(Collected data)
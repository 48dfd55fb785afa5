mod common;

use common::{scene, textured_scene};
use motdet::background::{
    create_model, foreground_count, BackgroundModel, MixtureConfig, MixtureModel, ModelKind,
    NeighborConfig, NeighborModel,
};
use motdet::PipelineError;

fn all_models() -> Vec<Box<dyn BackgroundModel>> {
    [ModelKind::Mixture, ModelKind::Neighbor]
        .into_iter()
        .map(|kind| create_model(kind, &MixtureConfig::default(), &NeighborConfig::default()))
        .collect()
}

#[test]
fn static_scene_converges_to_background_and_stays_there() {
    let frame = textured_scene(64, 48);

    for mut model in all_models() {
        let mut converged_at = None;
        for i in 0..60 {
            let mask = model.apply(&frame);
            assert_eq!(mask.dimensions(), (64, 48));
            let fg = foreground_count(&mask);

            match converged_at {
                None if fg == 0 => converged_at = Some(i),
                Some(_) => assert_eq!(fg, 0, "{} drifted at frame {}", model.kind(), i),
                None => {}
            }
        }

        let converged_at = converged_at.expect("model never converged");
        assert!(converged_at <= 2, "{} took {} frames", model.kind(), converged_at);
    }
}

#[test]
fn first_frame_is_treated_as_empty_scene() {
    let frame = scene(32, 32, &[(4, 4, 10, 10)]);
    for mut model in all_models() {
        assert!(model.dimensions().is_none());
        assert_eq!(foreground_count(&model.apply(&frame)), 0);
        assert_eq!(model.dimensions(), Some((32, 32)));
    }
}

#[test]
fn new_object_is_foreground() {
    let empty = scene(40, 30, &[]);
    let with_object = scene(40, 30, &[(10, 8, 6, 5)]);

    for mut model in all_models() {
        for _ in 0..5 {
            model.apply(&empty);
        }
        let mask = model.apply(&with_object);
        assert_eq!(foreground_count(&mask), 30, "{}", model.kind());
        assert_eq!(mask.get_pixel(12, 10)[0], 255);
        assert_eq!(mask.get_pixel(0, 0)[0], 0);
    }
}

#[test]
fn size_change_reinitializes_state() {
    let small = textured_scene(32, 24);
    let large = textured_scene(80, 60);
    let tiny = textured_scene(10, 7);

    for mut model in all_models() {
        for _ in 0..3 {
            model.apply(&small);
        }

        // Up-scale
        assert!(matches!(
            model.check_dimensions(&large),
            Err(PipelineError::DimensionMismatch {
                expected: (32, 24),
                actual: (80, 60)
            })
        ));
        let mask = model.apply(&large);
        assert_eq!(mask.dimensions(), (80, 60));
        assert_eq!(foreground_count(&mask), 0);
        assert_eq!(foreground_count(&model.apply(&large)), 0);

        // Down-scale
        let mask = model.apply(&tiny);
        assert_eq!(mask.dimensions(), (10, 7));
        assert_eq!(model.dimensions(), Some((10, 7)));
        assert_eq!(foreground_count(&model.apply(&tiny)), 0);
    }
}

#[test]
fn reset_forgets_learned_background() {
    let empty = scene(20, 20, &[]);
    let with_object = scene(20, 20, &[(5, 5, 5, 5)]);

    let mut model = MixtureModel::new(MixtureConfig::default());
    model.apply(&empty);
    model.apply(&empty);
    model.reset_state();
    assert!(model.dimensions().is_none());

    // The object is part of the freshly learned scene
    model.apply(&with_object);
    assert_eq!(foreground_count(&model.apply(&with_object)), 0);
}

#[test]
fn models_do_not_share_state() {
    let empty = scene(24, 24, &[]);
    let with_object = scene(24, 24, &[(2, 2, 4, 4)]);

    let mut mixture = MixtureModel::new(MixtureConfig::default());
    let mut neighbor = NeighborModel::new(NeighborConfig::default());
    mixture.apply(&empty);
    neighbor.apply(&empty);

    // Neighbor model sees the object first, the mixture model never does
    neighbor.apply(&with_object);
    assert_eq!(foreground_count(&mixture.apply(&empty)), 0);
    assert_eq!(foreground_count(&neighbor.apply(&with_object)), 16);
}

**Task goal**
Would you please restate all of the entries exactly?

**Exercise response**
repository 48dfd55fb785afa5
mod common;

use common::{scene, textured_scene};
use motdet::background::{
    create_model, foreground_count, BackgroundModel, MixtureConfig, MixtureModel, ModelKind,
    NeighborConfig, NeighborModel,
};
use motdet::PipelineError;

fn all_models() -> Vec<Box<dyn BackgroundModel>> {
    [ModelKind::Mixture, ModelKind::Neighbor]
        .into_iter()
        .map(|kind| create_model(kind, &MixtureConfig::default(), &NeighborConfig::default()))
        .collect()
}

#[test]
fn static_scene_converges_to_background_and_stays_there() {
    let frame = textured_scene(64, 48);

    for mut model in all_models() {
        let mut converged_at = None;
        for i in 0..60 {
            let mask = model.apply(&frame);
            assert_eq!(mask.dimensions(), (64, 48));
            let fg = foreground_count(&mask);

            match converged_at {
                None if fg == 0 => converged_at = Some(i),
                Some(_) => assert_eq!(fg, 0, "{} drifted at frame {}", model.kind(), i),
                None => {}
            }
        }

        let converged_at = converged_at.expect("model never converged");
        assert!(converged_at <= 2, "{} took {} frames", model.kind(), converged_at);
    }
}

#[test]
fn first_frame_is_treated_as_empty_scene() {
    let frame = scene(32, 32, &[(4, 4, 10, 10)]);
    for mut model in all_models() {
        assert!(model.dimensions().is_none());
        assert_eq!(foreground_count(&model.apply(&frame)), 0);
        assert_eq!(model.dimensions(), Some((32, 32)));
    }
}

#[test]
fn new_object_is_foreground() {
    let empty = scene(40, 30, &[]);
    let with_object = scene(40, 30, &[(10, 8, 6, 5)]);

    for mut model in all_models() {
        for _ in 0..5 {
            model.apply(&empty);
        }
        let mask = model.apply(&with_object);
        assert_eq!(foreground_count(&mask), 30, "{}", model.kind());
        assert_eq!(mask.get_pixel(12, 10)[0], 255);
        assert_eq!(mask.get_pixel(0, 0)[0], 0);
    }
}

#[test]
fn size_change_reinitializes_state() {
    let small = textured_scene(32, 24);
    let large = textured_scene(80, 60);
    let tiny = textured_scene(10, 7);

    for mut model in all_models() {
        for _ in 0..3 {
            model.apply(&small);
        }

        // Up-scale
        assert!(matches!(
            model.check_dimensions(&large),
            Err(PipelineError::DimensionMismatch {
                expected: (32, 24),
                actual: (80, 60)
            })
        ));
        let mask = model.apply(&large);
        assert_eq!(mask.dimensions(), (80, 60));
        assert_eq!(foreground_count(&mask), 0);
        assert_eq!(foreground_count(&model.apply(&large)), 0);

        // Down-scale
        let mask = model.apply(&tiny);
        assert_eq!(mask.dimensions(), (10, 7));
        assert_eq!(model.dimensions(), Some((10, 7)));
        assert_eq!(foreground_count(&model.apply(&tiny)), 0);
    }
}

#[test]
fn reset_forgets_learned_background() {
    let empty = scene(20, 20, &[]);
    let with_object = scene(20, 20, &[(5, 5, 5, 5)]);

    let mut model = MixtureModel::new(MixtureConfig::default());
    model.apply(&empty);
    model.apply(&empty);
    model.reset_state();
    assert!(model.dimensions().is_none());

    // The object is part of the freshly learned scene
    model.apply(&with_object);
    assert_eq!(foreground_count(&model.apply(&with_object)), 0);
}

#[test]
fn models_do_not_share_state() {
    let empty = scene(24, 24, &[]);
    let with_object = scene(24, 24, &[(2, 2, 4, 4)]);

    let mut mixture = MixtureModel::new(MixtureConfig::default());
    let mut neighbor = NeighborModel::new(NeighborConfig::default());
    mixture.apply(&empty);
    neighbor.apply(&empty);

    // Neighbor model sees the object first, the mixture model never does
    neighbor.apply(&with_object);
    assert_eq!(foreground_count(&mixture.apply(&empty)), 0);
    assert_eq!(foreground_count(&neighbor.apply(&with_object)), 16);
}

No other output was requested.